On 6/15/20 4:41 AM, Corentin Jabot via SG16 wrote:

On Mon, 15 Jun 2020 at 09:00, Jens Maurer <Jens.Maurer@gmx.net> wrote:
On 15/06/2020 00.06, Hubert Tong wrote:
> The presence of a UCN for a C1 (non-EBCDIC) control character in a supposedly-EBCDIC string is not immediately indicative of an error.
In this example, is the UCN intending to mean the conventionally mapped
EBCDIC control character, or something else?

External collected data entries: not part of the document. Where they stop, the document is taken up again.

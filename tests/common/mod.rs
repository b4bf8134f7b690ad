use std::collections::{HashMap, VecDeque};
use std::sync::atomic::{AtomicU32, Ordering};
use std::sync::{Arc, Mutex};

use async_trait::async_trait;
use chrono::Utc;
use rust_decimal::Decimal;
use sea_orm::{ActiveModelTrait, Set};
use tokio::sync::mpsc;
use uuid::Uuid;

use cinema_api::{
    config::AppConfig,
    db::{self, DbPool},
    entities::{movie, MovieModel},
    events::{self, EventSender},
    handlers::AppServices,
    message_queue::{InMemoryMessageQueue, Message, MessageQueue},
    services::notifications::EMAIL_TOPIC,
    services::payments::{
        ChargeRequest, GatewayCharge, GatewayChargeState, GatewayChargeStatus, GatewayError,
        PaymentGateway,
    },
};

/// Behavior of the next scripted charge call.
#[allow(dead_code)]
#[derive(Debug, Clone)]
pub enum ChargeScript {
    Succeed,
    Decline(String),
    Timeout,
}

/// Payment gateway test double: records every charge, plays back scripted
/// results, and serves lookup ground truth from a programmable table.
pub struct ScriptedGateway {
    charges: Mutex<Vec<ChargeRequest>>,
    charge_results: Mutex<VecDeque<ChargeScript>>,
    lookups: Mutex<HashMap<String, GatewayChargeStatus>>,
    counter: AtomicU32,
}

impl ScriptedGateway {
    pub fn new() -> Self {
        Self {
            charges: Mutex::new(Vec::new()),
            charge_results: Mutex::new(VecDeque::new()),
            lookups: Mutex::new(HashMap::new()),
            counter: AtomicU32::new(0),
        }
    }

    /// Queue the behavior for the next charge; default is success.
    #[allow(dead_code)]
    pub fn push_charge_result(&self, script: ChargeScript) {
        self.charge_results.lock().unwrap().push_back(script);
    }

    /// Program the lookup answer for an idempotency key.
    #[allow(dead_code)]
    pub fn set_lookup(
        &self,
        idempotency_key: &str,
        state: GatewayChargeState,
        reference: Option<&str>,
    ) {
        self.lookups.lock().unwrap().insert(
            idempotency_key.to_string(),
            GatewayChargeStatus {
                gateway_reference: reference.map(str::to_string),
                state,
            },
        );
    }

    /// Every charge request recorded so far.
    #[allow(dead_code)]
    pub fn recorded_charges(&self) -> Vec<ChargeRequest> {
        self.charges.lock().unwrap().clone()
    }
}

#[async_trait]
impl PaymentGateway for ScriptedGateway {
    async fn charge(&self, request: ChargeRequest) -> Result<GatewayCharge, GatewayError> {
        self.charges.lock().unwrap().push(request);
        let script = self
            .charge_results
            .lock()
            .unwrap()
            .pop_front()
            .unwrap_or(ChargeScript::Succeed);

        match script {
            ChargeScript::Succeed => {
                let n = self.counter.fetch_add(1, Ordering::SeqCst);
                Ok(GatewayCharge {
                    gateway_reference: format!("gw_{}", n),
                    payment_url: format!("https://pay.test/session/{}", n),
                })
            }
            ChargeScript::Decline(reason) => Err(GatewayError::Declined(reason)),
            ChargeScript::Timeout => Err(GatewayError::Timeout),
        }
    }

    async fn lookup(&self, idempotency_key: &str) -> Result<GatewayChargeStatus, GatewayError> {
        Ok(self
            .lookups
            .lock()
            .unwrap()
            .get(idempotency_key)
            .cloned()
            .unwrap_or(GatewayChargeStatus {
                gateway_reference: None,
                state: GatewayChargeState::NotFound,
            }))
    }
}

/// Test application: the full service stack over an in-memory SQLite
/// database with the embedded migrator, an in-memory notification queue
/// and a scripted gateway.
pub struct TestApp {
    pub services: AppServices,
    pub db: Arc<DbPool>,
    pub queue: Arc<InMemoryMessageQueue>,
    pub gateway: Arc<ScriptedGateway>,
    #[allow(dead_code)]
    pub config: Arc<AppConfig>,
    _event_task: tokio::task::JoinHandle<()>,
}

impl TestApp {
    /// Minimal configuration suitable for tests.
    pub fn test_config() -> AppConfig {
        let mut cfg = AppConfig::new(
            "sqlite::memory:".to_string(),
            "redis://127.0.0.1:6379".to_string(),
            "test_secret_key_for_testing_purposes_only_with_sixty_four_chars!".to_string(),
            "127.0.0.1".to_string(),
            18_080,
            "test".to_string(),
        );
        cfg.auto_migrate = true;
        // A single connection keeps the whole suite on one in-memory database
        cfg.db_max_connections = 1;
        cfg.db_min_connections = 1;
        cfg
    }

    pub async fn new() -> Self {
        Self::with_config(Self::test_config()).await
    }

    pub async fn with_config(cfg: AppConfig) -> Self {
        let pool = db::establish_connection_from_app_config(&cfg)
            .await
            .expect("failed to create test database");
        db::run_migrations(&pool)
            .await
            .expect("failed to run migrations in tests");

        let db_arc = Arc::new(pool);
        let cfg = Arc::new(cfg);

        let (event_tx, event_rx) = mpsc::channel(256);
        let event_sender = EventSender::new(event_tx);
        let event_task = tokio::spawn(events::process_events(event_rx));

        let queue = Arc::new(InMemoryMessageQueue::new());
        let gateway = Arc::new(ScriptedGateway::new());

        let services = AppServices::new(
            db_arc.clone(),
            Arc::new(event_sender),
            gateway.clone(),
            queue.clone(),
            cfg.clone(),
        );

        Self {
            services,
            db: db_arc,
            queue,
            gateway,
            config: cfg,
            _event_task: event_task,
        }
    }

    /// Insert a movie directly; catalog-service creation is exercised by
    /// its own tests.
    pub async fn seed_movie(&self, title: &str, price: Decimal, available: bool) -> MovieModel {
        let now = Utc::now();
        movie::ActiveModel {
            id: Set(Uuid::new_v4()),
            title: Set(title.to_string()),
            description: Set(None),
            price: Set(price),
            available: Set(available),
            created_at: Set(now),
            updated_at: Set(now),
        }
        .insert(&*self.db)
        .await
        .expect("seed movie for tests")
    }

    /// Drain and return all queued notification emails.
    #[allow(dead_code)]
    pub async fn drain_emails(&self) -> Vec<Message> {
        let mut messages = Vec::new();
        while let Some(message) = self
            .queue
            .subscribe(EMAIL_TOPIC)
            .await
            .expect("queue subscribe")
        {
            messages.push(message);
        }
        messages
    }
}

impl Drop for TestApp {
    fn drop(&mut self) {
        self._event_task.abort();
    }
}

Beyond EBCDIC control characters, do we know of any other situation
where input-to-Unicode mapping is not semantics-preserving or lossy?
It would be good to keep a list in one of the upcoming papers, for
the permanent record.

There are 3 scenarios I can think of:
  • The control characters for EBCDIC , but also other encodings that have more control characters beyond what exists in ascii, all of that maps to C0/C1 in an application specific manner
  • Some (~20) GB 10 830 characters map to the unicode private use area which also doesn't "preserve semantic"
  • Some Big5 characters do not have a unicode mapping at all ( that is exclusively place and people names, and for example doesn't concern the windows big 5 code pages)

There are also the characters that have duplicate code point assignments in Shift-JIS such that one of them won't round trip through Unicode.  It sounds like GB 18030 has one such case as well.